■ Prompt
When a line in the records includes the string "generating", it goes into the tally; report that tally alone.

Records from a collection
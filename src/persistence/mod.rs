use std::fs;
use std::io;
use std::path::{Path, PathBuf};

use tracing::info;

use crate::geodesic::{Geodesic, chamfer, dodecahedron};
use crate::planet::Planet;

/// Errors crossing the disk boundary. A missing file is not an error at
/// this layer: loaders return `None` and the caller regenerates. Anything
/// unreadable or unparsable is fatal.
#[derive(Debug)]
pub enum PersistenceError {
    Io(io::Error),
    Corrupt(PathBuf, String),
}

impl std::fmt::Display for PersistenceError {
    fn fmt(&self, f: &mut std::fmt::Formatter<'_>) -> std::fmt::Result {
        match self {
            PersistenceError::Io(e) => write!(f, "I/O error: {}", e),
            PersistenceError::Corrupt(path, reason) => {
                write!(f, "Corrupt file {}: {}", path.display(), reason)
            }
        }
    }
}

impl std::error::Error for PersistenceError {}

impl From<io::Error> for PersistenceError {
    fn from(e: io::Error) -> Self {
        PersistenceError::Io(e)
    }
}

/// Cache file for one refinement level.
fn sphere_path(dir: &Path, level: usize) -> PathBuf {
    dir.join(format!("sphere-{:02}.json", level))
}

/// Planets are identified by their generation seed.
pub fn planet_path(dir: &Path, seed: i64) -> PathBuf {
    dir.join(format!("{}.json", seed))
}

/// Write `value` as JSON via a temp file and atomic rename, so a crashed
/// write never leaves a truncated file behind.
fn write_json<T: serde::Serialize>(path: &Path, value: &T) -> Result<(), PersistenceError> {
    if let Some(parent) = path.parent() {
        fs::create_dir_all(parent)?;
    }
    let encoded = serde_json::to_vec(value)
        .map_err(|e| PersistenceError::Corrupt(path.to_path_buf(), e.to_string()))?;

    let file_name = path
        .file_name()
        .and_then(|n| n.to_str())
        .unwrap_or("tellus");
    let tmp = path.with_file_name(format!(".{}.tmp", file_name));
    if let Err(e) = fs::write(&tmp, &encoded) {
        let _ = fs::remove_file(&tmp);
        return Err(PersistenceError::Io(e));
    }
    if let Err(e) = fs::rename(&tmp, path) {
        let _ = fs::remove_file(&tmp);
        return Err(PersistenceError::Io(e));
    }
    Ok(())
}

fn read_json<T: serde::de::DeserializeOwned>(path: &Path) -> Result<Option<T>, PersistenceError> {
    let bytes = match fs::read(path) {
        Ok(bytes) => bytes,
        Err(e) if e.kind() == io::ErrorKind::NotFound => return Ok(None),
        Err(e) => return Err(PersistenceError::Io(e)),
    };
    let value = serde_json::from_slice(&bytes)
        .map_err(|e| PersistenceError::Corrupt(path.to_path_buf(), e.to_string()))?;
    Ok(Some(value))
}

/// Load the hierarchy up to `size` from the cache directory, generating
/// and caching any missing level. Cached levels carry no edge map; it is
/// rebuilt from the level below before the level can be chamfered further.
pub fn load_or_build_spheres(dir: &Path, size: usize) -> Result<Vec<Geodesic>, PersistenceError> {
    let mut spheres: Vec<Geodesic> = Vec::with_capacity(size + 1);
    for level in 0..=size {
        let path = sphere_path(dir, level);
        let sphere = match read_json::<Geodesic>(&path)? {
            Some(mut cached) => {
                if cached.centers.len() != cached.faces.len() {
                    return Err(PersistenceError::Corrupt(
                        path,
                        format!(
                            "{} centers but {} nodes",
                            cached.centers.len(),
                            cached.faces.len()
                        ),
                    ));
                }
                info!(level, faces = cached.faces.len(), "read cached sphere");
                cached.rebuild_edges(if level == 0 {
                    None
                } else {
                    Some(&spheres[level - 1])
                });
                cached
            }
            None => {
                info!(level, "generating sphere");
                let built = if level == 0 {
                    dodecahedron()
                } else {
                    chamfer(&spheres[level - 1])
                };
                write_json(&path, &built)?;
                built
            }
        };
        spheres.push(sphere);
    }
    Ok(spheres)
}

/// Load a planet by seed, trimming every array to the face count of
/// `size`. Returns `None` when no file exists yet.
pub fn load_planet(dir: &Path, seed: i64, size: usize) -> Result<Option<Planet>, PersistenceError> {
    let path = planet_path(dir, seed);
    let Some(mut planet) = read_json::<Planet>(&path)? else {
        return Ok(None);
    };
    planet.truncate_to(size);
    planet.check_lengths();
    Ok(Some(planet))
}

pub fn save_planet(dir: &Path, seed: i64, planet: &Planet) -> Result<PathBuf, PersistenceError> {
    let path = planet_path(dir, seed);
    write_json(&path, planet)?;
    Ok(path)
}

#[cfg(test)]
mod tests {
    use super::*;
    use crate::climate::seed_climates;
    use crate::geodesic::build_hierarchy;
    use tempfile::TempDir;

    #[test]
    fn spheres_generate_then_reload_identically() {
        let dir = TempDir::new().unwrap();
        let built = load_or_build_spheres(dir.path(), 3).unwrap();
        assert_eq!(built.len(), 4);

        let reloaded = load_or_build_spheres(dir.path(), 3).unwrap();
        for (level, (a, b)) in built.iter().zip(reloaded.iter()).enumerate() {
            assert_eq!(a.centers, b.centers, "centers differ at level {level}");
            assert_eq!(a.faces, b.faces, "adjacency differs at level {level}");
            assert_eq!(a.edges, b.edges, "edge ids differ at level {level}");
        }
    }

    #[test]
    fn cached_prefix_extends_to_a_deeper_hierarchy() {
        let dir = TempDir::new().unwrap();
        load_or_build_spheres(dir.path(), 2).unwrap();
        // Levels 0..=2 come from disk, level 3 is chamfered from the
        // reloaded level 2. That only works if the reloaded edge map was
        // rebuilt in creation order.
        let deeper = load_or_build_spheres(dir.path(), 3).unwrap();
        let reference = build_hierarchy(3);
        assert_eq!(deeper[3].centers, reference[3].centers);
        assert_eq!(deeper[3].faces, reference[3].faces);
    }

    #[test]
    fn corrupt_sphere_cache_is_fatal() {
        let dir = TempDir::new().unwrap();
        fs::write(sphere_path(dir.path(), 0), b"{ not json").unwrap();
        let err = load_or_build_spheres(dir.path(), 0).unwrap_err();
        assert!(matches!(err, PersistenceError::Corrupt(..)), "got {err}");
    }

    #[test]
    fn mismatched_sphere_arrays_are_fatal() {
        let dir = TempDir::new().unwrap();
        fs::write(
            sphere_path(dir.path(), 0),
            br#"{"centers":[{"x":0.0,"y":0.0,"z":1.0}],"nodes":[]}"#,
        )
        .unwrap();
        let err = load_or_build_spheres(dir.path(), 0).unwrap_err();
        assert!(matches!(err, PersistenceError::Corrupt(..)), "got {err}");
    }

    fn small_planet() -> Planet {
        let spheres = build_hierarchy(1);
        let sphere = spheres.last().unwrap();
        let mut planet = Planet::new(1);
        planet.heights = (0..42).map(|i| i as f64 / 42.0 - 0.5).collect();
        planet.waters = vec![0.1; 42];
        planet.flows = vec![0.0; 42];
        planet.climates = seed_climates(&planet.waters, sphere);
        planet
    }

    #[test]
    fn planet_round_trips_through_json() {
        let dir = TempDir::new().unwrap();
        let planet = small_planet();
        save_planet(dir.path(), 1234, &planet).unwrap();

        let restored = load_planet(dir.path(), 1234, 1).unwrap().unwrap();
        assert_eq!(planet, restored);
    }

    #[test]
    fn missing_planet_is_none_not_error() {
        let dir = TempDir::new().unwrap();
        assert!(load_planet(dir.path(), 777, 1).unwrap().is_none());
    }

    #[test]
    fn corrupt_planet_is_fatal() {
        let dir = TempDir::new().unwrap();
        fs::write(planet_path(dir.path(), 9), b"]]").unwrap();
        let err = load_planet(dir.path(), 9, 1).unwrap_err();
        assert!(matches!(err, PersistenceError::Corrupt(..)), "got {err}");
    }

    #[test]
    fn loading_truncates_to_the_requested_size() {
        let dir = TempDir::new().unwrap();
        let planet = small_planet();
        save_planet(dir.path(), 55, &planet).unwrap();

        let coarse = load_planet(dir.path(), 55, 0).unwrap().unwrap();
        assert_eq!(coarse.size, 0);
        assert_eq!(coarse.heights.len(), 12);
        assert_eq!(&coarse.heights[..], &planet.heights[..12]);
    }

    #[test]
    fn optional_arrays_are_omitted_when_empty() {
        let dir = TempDir::new().unwrap();
        let mut planet = Planet::new(1);
        planet.heights = vec![0.0; 42];
        let path = save_planet(dir.path(), 3, &planet).unwrap();

        let raw = fs::read_to_string(path).unwrap();
        assert!(raw.contains("\"heights\""));
        assert!(!raw.contains("\"waters\""), "empty waters should be omitted");
        assert!(!raw.contains("\"climates\""));

        let back = load_planet(dir.path(), 3, 1).unwrap().unwrap();
        assert!(back.waters.is_empty());
    }

    #[test]
    fn no_temp_files_remain_after_save() {
        let dir = TempDir::new().unwrap();
        save_planet(dir.path(), 42, &small_planet()).unwrap();
        let leftovers: Vec<_> = fs::read_dir(dir.path())
            .unwrap()
            .filter_map(|e| e.ok())
            .filter(|e| e.file_name().to_str().is_some_and(|n| n.starts_with('.')))
            .collect();
        assert!(leftovers.is_empty(), "temp files left: {leftovers:?}");
    }
}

■ Written answer
2